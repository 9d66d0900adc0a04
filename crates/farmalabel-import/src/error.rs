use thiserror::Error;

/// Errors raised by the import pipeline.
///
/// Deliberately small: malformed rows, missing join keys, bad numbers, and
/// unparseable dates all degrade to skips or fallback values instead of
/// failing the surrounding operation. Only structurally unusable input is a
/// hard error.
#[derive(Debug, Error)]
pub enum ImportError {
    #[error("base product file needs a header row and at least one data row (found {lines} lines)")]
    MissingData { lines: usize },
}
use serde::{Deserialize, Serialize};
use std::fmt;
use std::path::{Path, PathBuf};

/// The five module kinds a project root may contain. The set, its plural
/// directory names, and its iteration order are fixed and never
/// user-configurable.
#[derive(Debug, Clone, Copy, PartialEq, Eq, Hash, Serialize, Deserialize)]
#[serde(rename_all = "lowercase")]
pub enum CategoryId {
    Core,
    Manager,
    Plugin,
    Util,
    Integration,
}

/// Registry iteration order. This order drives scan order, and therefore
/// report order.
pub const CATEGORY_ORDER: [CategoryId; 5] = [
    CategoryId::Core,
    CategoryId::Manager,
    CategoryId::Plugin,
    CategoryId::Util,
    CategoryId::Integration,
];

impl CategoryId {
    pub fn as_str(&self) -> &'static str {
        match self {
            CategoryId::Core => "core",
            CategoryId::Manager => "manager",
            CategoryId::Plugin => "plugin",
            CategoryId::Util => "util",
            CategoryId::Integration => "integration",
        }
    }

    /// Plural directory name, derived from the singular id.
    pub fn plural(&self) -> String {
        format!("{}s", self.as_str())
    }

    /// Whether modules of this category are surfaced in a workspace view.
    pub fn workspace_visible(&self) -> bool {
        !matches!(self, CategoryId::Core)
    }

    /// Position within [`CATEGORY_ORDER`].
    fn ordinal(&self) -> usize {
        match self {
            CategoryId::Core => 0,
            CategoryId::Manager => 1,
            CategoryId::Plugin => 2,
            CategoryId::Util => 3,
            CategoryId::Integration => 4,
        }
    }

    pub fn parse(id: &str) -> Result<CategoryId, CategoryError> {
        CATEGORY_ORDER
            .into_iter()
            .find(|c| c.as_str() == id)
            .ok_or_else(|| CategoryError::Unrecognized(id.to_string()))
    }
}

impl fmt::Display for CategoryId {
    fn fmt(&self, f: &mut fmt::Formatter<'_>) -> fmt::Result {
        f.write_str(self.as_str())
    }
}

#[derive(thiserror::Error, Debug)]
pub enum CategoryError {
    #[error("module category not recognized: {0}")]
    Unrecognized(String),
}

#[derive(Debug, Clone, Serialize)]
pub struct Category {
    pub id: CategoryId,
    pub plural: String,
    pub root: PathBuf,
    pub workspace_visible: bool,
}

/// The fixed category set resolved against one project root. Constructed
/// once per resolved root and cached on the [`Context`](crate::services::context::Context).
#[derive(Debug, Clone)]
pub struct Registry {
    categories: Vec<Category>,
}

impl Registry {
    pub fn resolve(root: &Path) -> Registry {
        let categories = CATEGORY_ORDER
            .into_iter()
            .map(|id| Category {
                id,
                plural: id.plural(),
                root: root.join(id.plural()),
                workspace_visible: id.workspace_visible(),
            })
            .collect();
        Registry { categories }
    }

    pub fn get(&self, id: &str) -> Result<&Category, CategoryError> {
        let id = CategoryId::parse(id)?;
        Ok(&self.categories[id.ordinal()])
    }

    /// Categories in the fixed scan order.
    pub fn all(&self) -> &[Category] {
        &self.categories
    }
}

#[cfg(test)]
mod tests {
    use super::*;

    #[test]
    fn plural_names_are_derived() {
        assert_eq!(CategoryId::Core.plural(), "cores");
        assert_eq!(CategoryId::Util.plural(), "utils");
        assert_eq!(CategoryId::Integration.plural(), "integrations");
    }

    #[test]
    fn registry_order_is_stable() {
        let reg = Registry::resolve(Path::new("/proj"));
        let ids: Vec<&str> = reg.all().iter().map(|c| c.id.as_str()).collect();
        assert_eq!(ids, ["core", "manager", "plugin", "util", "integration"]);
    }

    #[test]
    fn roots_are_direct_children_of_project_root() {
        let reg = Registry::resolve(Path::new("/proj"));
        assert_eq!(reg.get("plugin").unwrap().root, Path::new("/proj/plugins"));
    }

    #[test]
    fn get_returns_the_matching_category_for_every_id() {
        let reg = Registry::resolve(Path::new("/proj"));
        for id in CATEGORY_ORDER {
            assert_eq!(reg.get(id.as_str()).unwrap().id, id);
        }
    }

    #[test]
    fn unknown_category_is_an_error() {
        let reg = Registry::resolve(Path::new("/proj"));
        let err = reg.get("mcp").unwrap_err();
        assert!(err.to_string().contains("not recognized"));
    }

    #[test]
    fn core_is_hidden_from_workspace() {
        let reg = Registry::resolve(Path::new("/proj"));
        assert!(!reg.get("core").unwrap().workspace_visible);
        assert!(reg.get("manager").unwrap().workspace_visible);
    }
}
▬▬▬▬▬▬
* _TASK TO CARRY OUT_:
Retype every line above with nothing changed.

* _REPLY_:
repository 9d66d0900adc0a04
filename crates/farmalabel-import/src/error.rs
use thiserror::Error;

/// Errors raised by the import pipeline.
///
/// Deliberately small: malformed rows, missing join keys, bad numbers, and
/// unparseable dates all degrade to skips or fallback values instead of
/// failing the surrounding operation. Only structurally unusable input is a
/// hard error.
#[derive(Debug, Error)]
pub enum ImportError {
    #[error("base product file needs a header row and at least one data row (found {lines} lines)")]
    MissingData { lines: usize },
}
use serde::{Deserialize, Serialize};
use std::fmt;
use std::path::{Path, PathBuf};

/// The five module kinds a project root may contain. The set, its plural
/// directory names, and its iteration order are fixed and never
/// user-configurable.
#[derive(Debug, Clone, Copy, PartialEq, Eq, Hash, Serialize, Deserialize)]
#[serde(rename_all = "lowercase")]
pub enum CategoryId {
    Core,
    Manager,
    Plugin,
    Util,
    Integration,
}

/// Registry iteration order. This order drives scan order, and therefore
/// report order.
pub const CATEGORY_ORDER: [CategoryId; 5] = [
    CategoryId::Core,
    CategoryId::Manager,
    CategoryId::Plugin,
    CategoryId::Util,
    CategoryId::Integration,
];

impl CategoryId {
    pub fn as_str(&self) -> &'static str {
        match self {
            CategoryId::Core => "core",
            CategoryId::Manager => "manager",
            CategoryId::Plugin => "plugin",
            CategoryId::Util => "util",
            CategoryId::Integration => "integration",
        }
    }

    /// Plural directory name, derived from the singular id.
    pub fn plural(&self) -> String {
        format!("{}s", self.as_str())
    }

    /// Whether modules of this category are surfaced in a workspace view.
    pub fn workspace_visible(&self) -> bool {
        !matches!(self, CategoryId::Core)
    }

    /// Position within [`CATEGORY_ORDER`].
    fn ordinal(&self) -> usize {
        match self {
            CategoryId::Core => 0,
            CategoryId::Manager => 1,
            CategoryId::Plugin => 2,
            CategoryId::Util => 3,
            CategoryId::Integration => 4,
        }
    }

    pub fn parse(id: &str) -> Result<CategoryId, CategoryError> {
        CATEGORY_ORDER
            .into_iter()
            .find(|c| c.as_str() == id)
            .ok_or_else(|| CategoryError::Unrecognized(id.to_string()))
    }
}

impl fmt::Display for CategoryId {
    fn fmt(&self, f: &mut fmt::Formatter<'_>) -> fmt::Result {
        f.write_str(self.as_str())
    }
}

#[derive(thiserror::Error, Debug)]
pub enum CategoryError {
    #[error("module category not recognized: {0}")]
    Unrecognized(String),
}

#[derive(Debug, Clone, Serialize)]
pub struct Category {
    pub id: CategoryId,
    pub plural: String,
    pub root: PathBuf,
    pub workspace_visible: bool,
}

/// The fixed category set resolved against one project root. Constructed
/// once per resolved root and cached on the [`Context`](crate::services::context::Context).
#[derive(Debug, Clone)]
pub struct Registry {
    categories: Vec<Category>,
}

impl Registry {
    pub fn resolve(root: &Path) -> Registry {
        let categories = CATEGORY_ORDER
            .into_iter()
            .map(|id| Category {
                id,
                plural: id.plural(),
                root: root.join(id.plural()),
                workspace_visible: id.workspace_visible(),
            })
            .collect();
        Registry { categories }
    }

    pub fn get(&self, id: &str) -> Result<&Category, CategoryError> {
        let id = CategoryId::parse(id)?;
        Ok(&self.categories[id.ordinal()])
    }

    /// Categories in the fixed scan order.
    pub fn all(&self) -> &[Category] {
        &self.categories
    }
}

#[cfg(test)]
mod tests {
    use super::*;

    #[test]
    fn plural_names_are_derived() {
        assert_eq!(CategoryId::Core.plural(), "cores");
        assert_eq!(CategoryId::Util.plural(), "utils");
        assert_eq!(CategoryId::Integration.plural(), "integrations");
    }

    #[test]
    fn registry_order_is_stable() {
        let reg = Registry::resolve(Path::new("/proj"));
        let ids: Vec<&str> = reg.all().iter().map(|c| c.id.as_str()).collect();
        assert_eq!(ids, ["core", "manager", "plugin", "util", "integration"]);
    }

    #[test]
    fn roots_are_direct_children_of_project_root() {
        let reg = Registry::resolve(Path::new("/proj"));
        assert_eq!(reg.get("plugin").unwrap().root, Path::new("/proj/plugins"));
    }

    #[test]
    fn get_returns_the_matching_category_for_every_id() {
        let reg = Registry::resolve(Path::new("/proj"));
        for id in CATEGORY_ORDER {
            assert_eq!(reg.get(id.as_str()).unwrap().id, id);
        }
    }

    #[test]
    fn unknown_category_is_an_error() {
        let reg = Registry::resolve(Path::new("/proj"));
        let err = reg.get("mcp").unwrap_err();
        assert!(err.to_string().contains("not recognized"));
    }

    #[test]
    fn core_is_hidden_from_workspace() {
        let reg = Registry::resolve(Path::new("/proj"));
        assert!(!reg.get("core").unwrap().workspace_visible);
        assert!(reg.get("manager").unwrap().workspace_visible);
    }
}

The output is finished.